Jean-Pierre HALBWACHS

Jean-Pierre Halbwachs est chef opérateur, chef monteur, mixeurdans le domaine de l’audiovisuel. Il réalise des travaux de postproduction sonore : enregistrement, création sonore, montage son, mixage.
Il a suivi une formation de technicien du son à l’Institut National Supérieur des Arts et Spectacles (INSAS) ; il est diplômé avec la mention « Grande Distinction » en 1984, et rédige un mémoire sur la postproduction sonore aux USA.
Il a été notamment technicien du son à Espaces Nouveaux au CIRM, à GLPIPA et Logic Sound puis associé aux Studios COPRA. Actuellement il estt monteur associé de Dreamtime Productions.
La pédagogie fait également partie de son activité professionnelle. Il enseigne en formation initiale : après plusieurs années à la FEMIS, il est aujourd’hui chargé de cours à l’Ecole Nationale Supérieure Louis Lumière, intervenant à l’ESAV de Marrakech (Maroc), et professeur associé au Conservatoire National Supérieur de Musique et de Danse de Paris à la FSMS. Il a également enseigné en formation continue : formateur à France 3, à lINA (Institut National de l’Audiovisuel), pour le CRRAV (Centre Régional de Ressources Audiovisuelles) et l’lEMCA (Institut Européen du Multimédia du Cinéma et de l’Audiovisuel).

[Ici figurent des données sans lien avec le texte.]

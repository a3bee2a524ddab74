use crate::config::{ContentConfig, FetcherKind};
use crate::content::browser::BrowserPageFetcher;
use crate::error::NambiError;
use async_trait::async_trait;
use scraper::Html;
use std::sync::Arc;
use tracing::debug;
use url::Url;

/// Elements whose text never reaches the grounding corpus.
const HIDDEN_TAGS: &[&str] = &[
    "script", "style", "noscript", "template", "head", "nav", "header", "footer",
];

/// Turns one URL into its visible text.
#[async_trait]
pub trait PageFetcher: Send + Sync {
    /// Short label for logs.
    fn name(&self) -> &'static str {
        "custom"
    }

    async fn fetch_text(&self, url: &Url) -> Result<String, NambiError>;
}

/// The fetcher selected by `content.fetcher`.
pub fn build_fetcher(cfg: &ContentConfig) -> Result<Arc<dyn PageFetcher>, NambiError> {
    Ok(match cfg.fetcher {
        FetcherKind::Http => Arc::new(HttpPageFetcher::new(cfg)?),
        FetcherKind::Browser => Arc::new(BrowserPageFetcher::new(cfg)),
    })
}

/// Plain HTTP GET plus HTML stripping. Pages that only render client-side
/// come back with whatever the server ships in the initial document.
#[derive(Clone)]
pub struct HttpPageFetcher {
    client: reqwest::Client,
}

impl HttpPageFetcher {
    pub fn new(cfg: &ContentConfig) -> Result<Self, NambiError> {
        let client = reqwest::Client::builder()
            .user_agent(cfg.user_agent.as_str())
            .timeout(cfg.fetch_timeout())
            .build()?;
        Ok(Self { client })
    }
}

#[async_trait]
impl PageFetcher for HttpPageFetcher {
    fn name(&self) -> &'static str {
        "http"
    }

    async fn fetch_text(&self, url: &Url) -> Result<String, NambiError> {
        let fetch_err = |reason: String| NambiError::Fetch {
            url: url.to_string(),
            reason,
        };

        let resp = self
            .client
            .get(url.clone())
            .send()
            .await
            .map_err(|e| fetch_err(e.to_string()))?;

        let status = resp.status();
        if !status.is_success() {
            return Err(fetch_err(format!("unexpected status {status}")));
        }

        let html = resp.text().await.map_err(|e| fetch_err(e.to_string()))?;
        debug!(url = %url, bytes = html.len(), "page downloaded");
        Ok(extract_visible_text(&html))
    }
}

/// Strip markup and hidden sections, one trimmed line per text run.
/// Internal whitespace collapses to single spaces and empty lines are dropped.
pub fn extract_visible_text(html: &str) -> String {
    let document = Html::parse_document(html);

    let mut raw = String::new();
    for node in document.root_element().descendants() {
        let Some(text) = node.value().as_text() else {
            continue;
        };
        let hidden = node.ancestors().any(|ancestor| {
            ancestor
                .value()
                .as_element()
                .is_some_and(|el| HIDDEN_TAGS.contains(&el.name()))
        });
        if hidden {
            continue;
        }
        raw.push_str(text);
        raw.push('\n');
    }

    raw.lines()
        .map(|line| line.split_whitespace().collect::<Vec<_>>().join(" "))
        .filter(|line| !line.is_empty())
        .collect::<Vec<_>>()
        .join("\n")
}

#[cfg(test)]
mod tests {
    use super::*;

    #[test]
    fn drops_chrome_and_scripts() {
        let html = r#"
            <html>
              <head><title>Everything Uganda</title><style>body { color: red; }</style></head>
              <body>
                <header>Site header</header>
                <nav><a href="/">Home</a></nav>
                <main>
                  <h1>Kampala</h1>
                  <p>Kampala is the capital.</p>
                </main>
                <script>console.log("tracking");</script>
                <footer>Copyright</footer>
              </body>
            </html>
        "#;

        let text = extract_visible_text(html);
        assert_eq!(text, "Kampala\nKampala is the capital.");
    }

    #[test]
    fn collapses_whitespace_runs() {
        let html = "<body><p>  Lake \t Victoria\n\n\n   is   large  </p><div>   </div></body>";
        let text = extract_visible_text(html);
        assert_eq!(text, "Lake Victoria\nis large");
    }

    #[test]
    fn configured_kind_selects_the_fetcher() {
        let mut cfg = ContentConfig::default();
        assert_eq!(build_fetcher(&cfg).unwrap().name(), "browser");

        cfg.fetcher = FetcherKind::Http;
        assert_eq!(build_fetcher(&cfg).unwrap().name(), "http");
    }

    #[test]
    fn empty_document_yields_empty_text() {
        assert_eq!(extract_visible_text(""), "");
        assert_eq!(extract_visible_text("<script>var x = 1;</script>"), "");
    }
}
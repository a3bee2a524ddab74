use serde::{Deserialize, Serialize};
use serde_json::Value;

/// Finish reasons returned by Gemini.
#[derive(Debug, Clone, Serialize, Deserialize, PartialEq, Eq)]
#[allow(non_camel_case_types)]
pub enum FinishReason {
    FINISH_REASON_UNSPECIFIED,
    STOP,
    MAX_TOKENS,
    SAFETY,
    RECITATION,
    LANGUAGE,
    OTHER,
    BLOCKLIST,
    PROHIBITED_CONTENT,
    SPII,
    MALFORMED_FUNCTION_CALL,
    IMAGE_SAFETY,
}

#[derive(Debug, Clone, Serialize, Deserialize)]
pub struct Part {
    #[serde(default, skip_serializing_if = "Option::is_none")]
    pub text: Option<String>,
}

/// Chat content payload for requests and candidates.
#[derive(Debug, Clone, Serialize, Deserialize)]
pub struct Content {
    #[serde(default)]
    pub role: String,
    #[serde(default)]
    pub parts: Vec<Part>,
}

/// `generateContent` request body: one user turn carrying the whole prompt.
#[derive(Debug, Clone, Serialize)]
pub struct GenerateContentRequest {
    pub contents: Vec<Content>,
}

impl GenerateContentRequest {
    pub fn from_prompt(prompt: &str) -> Self {
        Self {
            contents: vec![Content {
                role: "user".to_string(),
                parts: vec![Part {
                    text: Some(prompt.to_string()),
                }],
            }],
        }
    }
}

#[derive(Debug, Clone, Serialize, Deserialize)]
#[allow(non_snake_case)]
pub struct Candidate {
    #[serde(default)]
    pub content: Option<Content>,
    pub finishReason: Option<FinishReason>,
}

#[derive(Debug, Clone, Serialize, Deserialize)]
#[allow(non_snake_case)]
pub struct GeminiResponse {
    #[serde(default)]
    pub candidates: Vec<Candidate>,
    #[serde(default)]
    pub usageMetadata: Value,
    #[serde(default)]
    pub modelVersion: String,
    #[serde(default)]
    pub promptFeedback: Option<Value>,
}

impl GeminiResponse {
    /// Text of the first candidate, parts concatenated.
    pub fn text(&self) -> Option<String> {
        let content = self.candidates.first()?.content.as_ref()?;
        let text: String = content
            .parts
            .iter()
            .filter_map(|p| p.text.as_deref())
            .collect();
        (!text.is_empty()).then_some(text)
    }

    pub fn block_reason(&self) -> Option<&str> {
        self.promptFeedback
            .as_ref()?
            .get("blockReason")?
            .as_str()
    }
}
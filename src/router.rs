use axum::{
    Router,
    routing::{get, post},
};
use std::sync::Arc;

use crate::db::ItineraryStorage;
use crate::handlers::{
    chat::{chat_handler, debug_content_handler},
    health_handler,
    itinerary::{
        create_itinerary, delete_itinerary, get_itinerary, list_itineraries, update_itinerary,
    },
};
use crate::service::ChatService;

/// Shared state handed to every handler.
#[derive(Clone)]
pub struct NambiState {
    pub chat: Arc<ChatService>,
    pub itineraries: ItineraryStorage,
}

impl NambiState {
    pub fn new(chat: Arc<ChatService>, itineraries: ItineraryStorage) -> Self {
        Self { chat, itineraries }
    }
}

pub fn nambi_router(state: NambiState) -> Router {
    Router::new()
        .route("/health", get(health_handler))
        .route("/api/chat", post(chat_handler))
        .route("/api/debug/content", get(debug_content_handler))
        .route(
            "/api/admin/itineraries",
            get(list_itineraries).post(create_itinerary),
        )
        .route(
            "/api/admin/itineraries/",
            get(list_itineraries).post(create_itinerary),
        )
        .route(
            "/api/admin/itineraries/{id}",
            get(get_itinerary)
                .put(update_itinerary)
                .delete(delete_itinerary),
        )
        .with_state(state)
}
use axum::{Json, extract::State};
use serde::Serialize;
use std::collections::BTreeMap;
use tracing::info;

use crate::middleware::JsonBody;
use crate::types::chat::{ChatRequest, ChatResponse};
use crate::{NambiError, router::NambiState};

/// Words whose presence shows the scrape reached the real site pages.
pub const SENTINEL_KEYWORDS: &[&str] = &["Uganda", "Kampala", "Nambi", "booking"];

const PREVIEW_CHARS: usize = 500;

/// POST /api/chat
pub async fn chat_handler(
    State(state): State<NambiState>,
    JsonBody(req): JsonBody<ChatRequest>,
) -> Result<Json<ChatResponse>, NambiError> {
    let Some(question) = req.question else {
        return Err(NambiError::Validation("Question is required".to_string()));
    };
    info!(
        session_id = req.session_id.as_deref().unwrap_or("-"),
        first_message = req.is_first_message.unwrap_or(false),
        "chat request"
    );

    let resp = state
        .chat
        .answer(&question, req.session_id.as_deref())
        .await?;
    Ok(Json(resp))
}

#[derive(Debug, Serialize)]
pub struct ContentDebug {
    pub cache_loaded: bool,
    pub content_length: usize,
    pub keywords: BTreeMap<String, bool>,
    pub content_preview: String,
    pub url_count: usize,
}

/// GET /api/debug/content: reports the cache as-is, never loads it.
pub async fn debug_content_handler(State(state): State<NambiState>) -> Json<ContentDebug> {
    let cache = state.chat.cache();
    let snapshot = cache.snapshot();
    let keywords = SENTINEL_KEYWORDS
        .iter()
        .map(|k| (k.to_string(), snapshot.content.contains(*k)))
        .collect();

    Json(ContentDebug {
        cache_loaded: snapshot.loaded,
        content_length: snapshot.content.chars().count(),
        keywords,
        content_preview: snapshot.content.chars().take(PREVIEW_CHARS).collect(),
        url_count: cache.url_count(),
    })
}
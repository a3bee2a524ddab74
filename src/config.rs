use figment::{
    Figment,
    providers::{Env, Format, Serialized, Toml},
};
use serde::{Deserialize, Serialize};
use std::path::PathBuf;
use std::time::Duration;
use url::Url;

pub const CONFIG_FILE: &str = "config.toml";
pub const ENV_PREFIX: &str = "NAMBI_";

pub const DEFAULT_USER_AGENT: &str =
    "Mozilla/5.0 (compatible; NambiBot/1.0; +https://everything-ug.netlify.app/)";

/// Pages scraped into the grounding corpus, in delimiter order.
pub const DEFAULT_SITE_URLS: &[&str] = &[
    "https://everything-ug.netlify.app/",
    "https://everything-ug.netlify.app/facts",
    "https://everything-ug.netlify.app/culture",
    "https://everything-ug.netlify.app/top-cities/kampala",
    "https://everything-ug.netlify.app/religion",
    "https://everything-ug.netlify.app/travel-tips",
    "https://everything-ug.netlify.app/destinations",
    "https://everything-ug.netlify.app/activities",
    "https://everything-ug.netlify.app/about",
    "https://everything-ug.netlify.app/where-to-stay",
    "https://everything-ug.netlify.app/insights",
    "https://everything-ug.netlify.app/impact",
    "https://everything-ug.netlify.app/holiday-booking",
];

#[derive(Debug, Clone, Default, Serialize, Deserialize)]
#[serde(default)]
pub struct Config {
    pub basic: BasicConfig,
    pub content: ContentConfig,
    pub gemini: GeminiConfig,
    pub chat: ChatConfig,
}

#[derive(Debug, Clone, Serialize, Deserialize)]
#[serde(default)]
pub struct BasicConfig {
    pub listen_addr: String,
    pub database_url: String,
    pub loglevel: String,
}

/// How pages are turned into text.
#[derive(Debug, Clone, Copy, Default, PartialEq, Eq, Serialize, Deserialize)]
#[serde(rename_all = "lowercase")]
pub enum FetcherKind {
    /// Plain GET; only sees server-rendered markup.
    Http,
    /// Headless Chromium; sees what client-side scripts render.
    #[default]
    Browser,
}

#[derive(Debug, Clone, Serialize, Deserialize)]
#[serde(default)]
pub struct ContentConfig {
    pub site_urls: Vec<Url>,
    pub fetcher: FetcherKind,
    pub fetch_timeout_secs: u64,
    /// Per-page budget for the browser fetcher.
    pub render_timeout_secs: u64,
    /// Chromium binary; looked up on `PATH` when unset.
    pub chrome_executable: Option<PathBuf>,
    pub user_agent: String,
    /// Read when the scraped corpus comes back empty.
    pub fallback_path: PathBuf,
    /// Warm the cache in the background at startup instead of on first chat.
    pub preload: bool,
}

#[derive(Debug, Clone, Serialize, Deserialize)]
#[serde(default)]
pub struct GeminiConfig {
    pub api_key: String,
    pub model: String,
    pub base_url: Url,
    pub timeout_secs: u64,
}

#[derive(Debug, Clone, Serialize, Deserialize)]
#[serde(default)]
pub struct ChatConfig {
    /// Where the model points users when the corpus has no answer.
    pub fallback_url: String,
    pub booking_url: String,
}

impl Default for BasicConfig {
    fn default() -> Self {
        Self {
            listen_addr: "0.0.0.0:8000".to_string(),
            database_url: "sqlite:nambi.sqlite".to_string(),
            loglevel: "info".to_string(),
        }
    }
}

impl Default for ContentConfig {
    fn default() -> Self {
        Self {
            site_urls: DEFAULT_SITE_URLS
                .iter()
                .filter_map(|u| Url::parse(u).ok())
                .collect(),
            fetcher: FetcherKind::default(),
            fetch_timeout_secs: 15,
            render_timeout_secs: 30,
            chrome_executable: None,
            user_agent: DEFAULT_USER_AGENT.to_string(),
            fallback_path: PathBuf::from("site_content.txt"),
            preload: true,
        }
    }
}

impl Default for GeminiConfig {
    fn default() -> Self {
        Self {
            api_key: String::new(),
            model: "gemini-2.5-flash".to_string(),
            base_url: Url::parse("https://generativelanguage.googleapis.com/")
                .expect("static Gemini base URL is valid"),
            timeout_secs: 60,
        }
    }
}

impl Default for ChatConfig {
    fn default() -> Self {
        Self {
            fallback_url: "https://everything-ug.netlify.app/".to_string(),
            booking_url: "https://everything-ug.netlify.app/holiday-booking".to_string(),
        }
    }
}

impl Config {
    /// Defaults, then `config.toml`, then `NAMBI_SECTION__KEY` env vars.
    /// A bare `GEMINI_API_KEY` is honoured last.
    pub fn load() -> Result<Self, figment::Error> {
        Self::figment().extract()
    }

    pub fn figment() -> Figment {
        Figment::from(Serialized::defaults(Config::default()))
            .merge(Toml::file(CONFIG_FILE))
            .merge(Env::prefixed(ENV_PREFIX).split("__"))
            .merge(
                Env::raw()
                    .only(&["GEMINI_API_KEY"])
                    .map(|_| "gemini.api_key".into()),
            )
    }
}

impl ContentConfig {
    pub fn fetch_timeout(&self) -> Duration {
        Duration::from_secs(self.fetch_timeout_secs)
    }

    pub fn render_timeout(&self) -> Duration {
        Duration::from_secs(self.render_timeout_secs)
    }
}

impl GeminiConfig {
    pub fn timeout(&self) -> Duration {
        Duration::from_secs(self.timeout_secs)
    }
}
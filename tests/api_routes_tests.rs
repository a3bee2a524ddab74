use async_trait::async_trait;
use axum::{
    Router,
    body::{Body, to_bytes},
    http::{Request, StatusCode},
};
use serde_json::{Value, json};
use std::{
    fs,
    path::PathBuf,
    sync::{Arc, Mutex},
    time::{SystemTime, UNIX_EPOCH},
};
use tower::ServiceExt;

use nambi::NambiError;
use nambi::api::GenerativeModel;
use nambi::config::ChatConfig;
use nambi::content::ContentCache;
use nambi::db::ItineraryStorage;
use nambi::router::{NambiState, nambi_router};
use nambi::service::ChatService;

struct FakeModel {
    reply: Result<String, String>,
    prompts: Mutex<Vec<String>>,
}

impl FakeModel {
    fn new(reply: Result<&str, &str>) -> Arc<Self> {
        Arc::new(Self {
            reply: reply.map(str::to_string).map_err(str::to_string),
            prompts: Mutex::new(Vec::new()),
        })
    }

    fn prompts(&self) -> Vec<String> {
        self.prompts.lock().expect("prompt log poisoned").clone()
    }
}

#[async_trait]
impl GenerativeModel for FakeModel {
    async fn generate(&self, prompt: &str) -> Result<String, NambiError> {
        self.prompts
            .lock()
            .expect("prompt log poisoned")
            .push(prompt.to_string());
        self.reply.clone().map_err(NambiError::UpstreamModel)
    }
}

struct TestApp {
    router: Router,
    db_path: PathBuf,
}

impl Drop for TestApp {
    fn drop(&mut self) {
        let _ = fs::remove_file(&self.db_path);
    }
}

async fn spawn_app(content: &str, model: Arc<FakeModel>) -> TestApp {
    let nanos = SystemTime::now()
        .duration_since(UNIX_EPOCH)
        .expect("system time before UNIX_EPOCH")
        .as_nanos();

    let mut db_path = std::env::temp_dir();
    db_path.push(format!(
        "nambi-api-{}-{}.sqlite",
        std::process::id(),
        nanos
    ));

    let database_url = format!("sqlite:{}", db_path.display());
    let storage = ItineraryStorage::connect(&database_url)
        .await
        .expect("failed to open test database");

    let chat = Arc::new(ChatService::new(
        Arc::new(ContentCache::preloaded(content)),
        model,
        None,
        ChatConfig::default(),
    ));
    let router = nambi_router(NambiState::new(chat, storage));
    TestApp { router, db_path }
}

async fn send(app: &TestApp, method: &str, uri: &str, body: Option<Value>) -> (StatusCode, Value) {
    let body = match body {
        Some(v) => Body::from(v.to_string()),
        None => Body::empty(),
    };
    let resp = app
        .router
        .clone()
        .oneshot(
            Request::builder()
                .method(method)
                .uri(uri)
                .header("content-type", "application/json")
                .body(body)
                .expect("failed to build request"),
        )
        .await
        .expect("request failed");

    let status = resp.status();
    let bytes = to_bytes(resp.into_body(), usize::MAX)
        .await
        .expect("failed to read response body");
    let value = if bytes.is_empty() {
        Value::Null
    } else {
        serde_json::from_slice(&bytes).expect("response body was not JSON")
    };
    (status, value)
}

fn kampala_trip() -> Value {
    json!({
        "title": "3 Days in Kampala",
        "days": 3,
        "budget": 500,
        "places": "Kampala, Entebbe",
        "accommodation": "Hotel Africana",
        "transport": "Private car",
        "details": "Day 1: City tour...",
        "package_name": "Silver"
    })
}

#[tokio::test]
async fn chat_hello_returns_welcome_without_model_call() {
    let model = FakeModel::new(Ok("unused"));
    let app = spawn_app("Kampala is the capital.", model.clone()).await;

    let (status, body) = send(&app, "POST", "/api/chat", Some(json!({"question": "hello"}))).await;

    assert_eq!(status, StatusCode::OK);
    assert!(body["answer"].as_str().unwrap().contains("Nambi"));
    assert!(!body["suggested_questions"].as_array().unwrap().is_empty());
    assert_eq!(body["show_booking_prompt"], json!(false));
    assert!(model.prompts().is_empty());
}

#[tokio::test]
async fn chat_booking_intent_prompts_for_booking() {
    let model = FakeModel::new(Ok("unused"));
    let app = spawn_app("Kampala is the capital.", model.clone()).await;

    let (status, body) = send(
        &app,
        "POST",
        "/api/chat",
        Some(json!({"question": "I want to book", "session_id": "abc"})),
    )
    .await;

    assert_eq!(status, StatusCode::OK);
    assert_eq!(body["show_booking_prompt"], json!(true));
    assert_eq!(body["booking_buttons"].as_array().unwrap().len(), 1);
    assert!(model.prompts().is_empty());
}

#[tokio::test]
async fn chat_question_is_grounded_in_cached_content() {
    let model = FakeModel::new(Ok("Kampala is the capital of Uganda."));
    let app = spawn_app("Kampala is the capital.", model.clone()).await;

    let (status, body) = send(
        &app,
        "POST",
        "/api/chat",
        Some(json!({"question": "What is the capital of Uganda?", "is_first_message": false})),
    )
    .await;

    assert_eq!(status, StatusCode::OK);
    assert_eq!(body["answer"], json!("Kampala is the capital of Uganda."));
    for field in [
        "suggested_questions",
        "action_buttons",
        "booking_buttons",
        "images",
        "quick_replies",
    ] {
        assert_eq!(body[field], json!([]), "{field}");
    }

    let prompts = model.prompts();
    assert_eq!(prompts.len(), 1);
    assert!(prompts[0].contains("Kampala is the capital."));
    assert!(prompts[0].contains("What is the capital of Uganda?"));
}

#[tokio::test]
async fn chat_without_content_is_503() {
    let model = FakeModel::new(Ok("unused"));
    let app = spawn_app("", model.clone()).await;

    let (status, _) = send(
        &app,
        "POST",
        "/api/chat",
        Some(json!({"question": "Where is Jinja?"})),
    )
    .await;

    assert_eq!(status, StatusCode::SERVICE_UNAVAILABLE);
    assert!(model.prompts().is_empty());
}

#[tokio::test]
async fn chat_model_failure_is_500_with_details() {
    let model = FakeModel::new(Err("429 RESOURCE_EXHAUSTED: quota exceeded"));
    let app = spawn_app("Kampala is the capital.", model).await;

    let (status, body) = send(
        &app,
        "POST",
        "/api/chat",
        Some(json!({"question": "Tell me about Entebbe"})),
    )
    .await;

    assert_eq!(status, StatusCode::INTERNAL_SERVER_ERROR);
    assert_eq!(body["error"], json!("Failed to generate response try again later"));
    assert!(body["details"].as_str().unwrap().contains("quota exceeded"));
}

#[tokio::test]
async fn chat_without_question_is_400() {
    let app = spawn_app("Kampala is the capital.", FakeModel::new(Ok("unused"))).await;

    let (status, body) = send(&app, "POST", "/api/chat", Some(json!({"session_id": "x"}))).await;

    assert_eq!(status, StatusCode::BAD_REQUEST);
    assert_eq!(body["error"], json!("Question is required"));
}

#[tokio::test]
async fn debug_content_reports_cache() {
    let app = spawn_app("Welcome to Uganda. Kampala is the capital.", FakeModel::new(Ok(""))).await;

    let (status, body) = send(&app, "GET", "/api/debug/content", None).await;

    assert_eq!(status, StatusCode::OK);
    assert_eq!(body["cache_loaded"], json!(true));
    assert_eq!(body["content_length"], json!(42));
    assert_eq!(body["keywords"]["Kampala"], json!(true));
    assert_eq!(body["keywords"]["booking"], json!(false));
    assert_eq!(
        body["content_preview"],
        json!("Welcome to Uganda. Kampala is the capital.")
    );
    assert_eq!(body["url_count"], json!(0));
}

#[tokio::test]
async fn create_without_days_is_400() {
    let app = spawn_app("", FakeModel::new(Ok(""))).await;
    let mut trip = kampala_trip();
    trip.as_object_mut().unwrap().remove("days");

    let (status, body) = send(&app, "POST", "/api/admin/itineraries/", Some(trip)).await;

    assert_eq!(status, StatusCode::BAD_REQUEST);
    assert_eq!(body["missing_fields"], json!(["days"]));
}

#[tokio::test]
async fn create_with_empty_body_lists_every_required_field() {
    let app = spawn_app("", FakeModel::new(Ok(""))).await;

    let (status, body) = send(&app, "POST", "/api/admin/itineraries/", None).await;

    assert_eq!(status, StatusCode::BAD_REQUEST);
    assert_eq!(
        body["missing_fields"],
        json!([
            "title",
            "days",
            "places",
            "accommodation",
            "transport",
            "details",
            "package_name"
        ])
    );
}

#[tokio::test]
async fn itinerary_crud_lifecycle() {
    let app = spawn_app("", FakeModel::new(Ok(""))).await;

    let (status, created) =
        send(&app, "POST", "/api/admin/itineraries/", Some(kampala_trip())).await;
    assert_eq!(status, StatusCode::CREATED);
    assert_eq!(created["message"], json!("Itinerary created successfully"));
    let id = created["id"].as_i64().expect("id missing");
    let uri = format!("/api/admin/itineraries/{id}");

    let (status, before) = send(&app, "GET", &uri, None).await;
    assert_eq!(status, StatusCode::OK);
    assert_eq!(before["title"], json!("3 Days in Kampala"));
    assert_eq!(before["days"], json!(3));
    assert_eq!(before["budget"], json!("500"));
    assert_eq!(before["package_name"], json!("Silver"));
    assert!(before["created_at"].is_string());

    let (status, _) = send(&app, "PUT", &uri, Some(json!({"title": "New"}))).await;
    assert_eq!(status, StatusCode::OK);

    let (_, after) = send(&app, "GET", &uri, None).await;
    assert_eq!(after["title"], json!("New"));
    let mut expected = before.clone();
    expected["title"] = json!("New");
    assert_eq!(after, expected);

    let (status, deleted) = send(&app, "DELETE", &uri, None).await;
    assert_eq!(status, StatusCode::OK);
    assert_eq!(deleted["message"], json!("Itinerary deleted successfully"));

    let (status, _) = send(&app, "GET", &uri, None).await;
    assert_eq!(status, StatusCode::NOT_FOUND);
}

#[tokio::test]
async fn list_returns_newest_first() {
    let app = spawn_app("", FakeModel::new(Ok(""))).await;

    let mut ids = Vec::new();
    for title in ["first", "second", "third"] {
        let mut trip = kampala_trip();
        trip["title"] = json!(title);
        let (_, created) = send(&app, "POST", "/api/admin/itineraries", Some(trip)).await;
        ids.push(created["id"].as_i64().unwrap());
    }

    let (status, list) = send(&app, "GET", "/api/admin/itineraries/", None).await;
    assert_eq!(status, StatusCode::OK);
    let listed: Vec<i64> = list
        .as_array()
        .unwrap()
        .iter()
        .map(|i| i["id"].as_i64().unwrap())
        .collect();
    ids.reverse();
    assert_eq!(listed, ids);
}

#[tokio::test]
async fn unknown_ids_are_404() {
    let app = spawn_app("", FakeModel::new(Ok(""))).await;

    let (get_status, body) = send(&app, "GET", "/api/admin/itineraries/999", None).await;
    let (put_status, _) = send(
        &app,
        "PUT",
        "/api/admin/itineraries/999",
        Some(json!({"title": "x"})),
    )
    .await;
    let (delete_status, _) = send(&app, "DELETE", "/api/admin/itineraries/999", None).await;

    assert_eq!(get_status, StatusCode::NOT_FOUND);
    assert_eq!(body["error"], json!("Itinerary 999 not found"));
    assert_eq!(put_status, StatusCode::NOT_FOUND);
    assert_eq!(delete_status, StatusCode::NOT_FOUND);
}

#[tokio::test]
async fn non_numeric_id_is_json_404() {
    let app = spawn_app("", FakeModel::new(Ok(""))).await;

    let (get_status, body) = send(&app, "GET", "/api/admin/itineraries/abc", None).await;
    let (delete_status, _) = send(&app, "DELETE", "/api/admin/itineraries/abc", None).await;

    assert_eq!(get_status, StatusCode::NOT_FOUND);
    assert_eq!(body["error"], json!("Itinerary not found"));
    assert_eq!(delete_status, StatusCode::NOT_FOUND);
}

#[tokio::test]
async fn oversized_chat_body_is_413() {
    let model = FakeModel::new(Ok("unused"));
    let app = spawn_app("Uganda", model.clone()).await;
    let question = "a".repeat(3 * 1024 * 1024);

    let (status, body) = send(&app, "POST", "/api/chat", Some(json!({ "question": question }))).await;

    assert_eq!(status, StatusCode::PAYLOAD_TOO_LARGE);
    assert!(body["error"].is_string());
    assert!(model.prompts().is_empty());
}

Jean-Christophe MESSONNIER

Jean-Christophe Messonnier est ingénieur du son au service audiovisuel du CNSMDP depuis 1988. Il est également ingénieur en acoustique. Depuis cette date il y pratique la prise de son de manière intensive et en parallèle, enseigne à la FSMS depuis 1993.
Son enseignement est d’abord centré sur la question suivante : comment décrire les problèmes de la prise de son rationnellement, en s’appuyant sur l’acoustique ? Cette question l’a conduit à celle-ci : la prise de son est-elle de nature objective ou subjective ?
La réponse n’étant pas si simple, il passe depuis son temps à essayer d’y répondre, ce qui l’occupe beaucoup mais fort heureusement, il s’est aperçu que cette dernière question pouvait aussi s’appliquer à la cuisine et à plein d’autres domaines (voire aux rapports humains), ce qui lui permet de diversifier ses activités.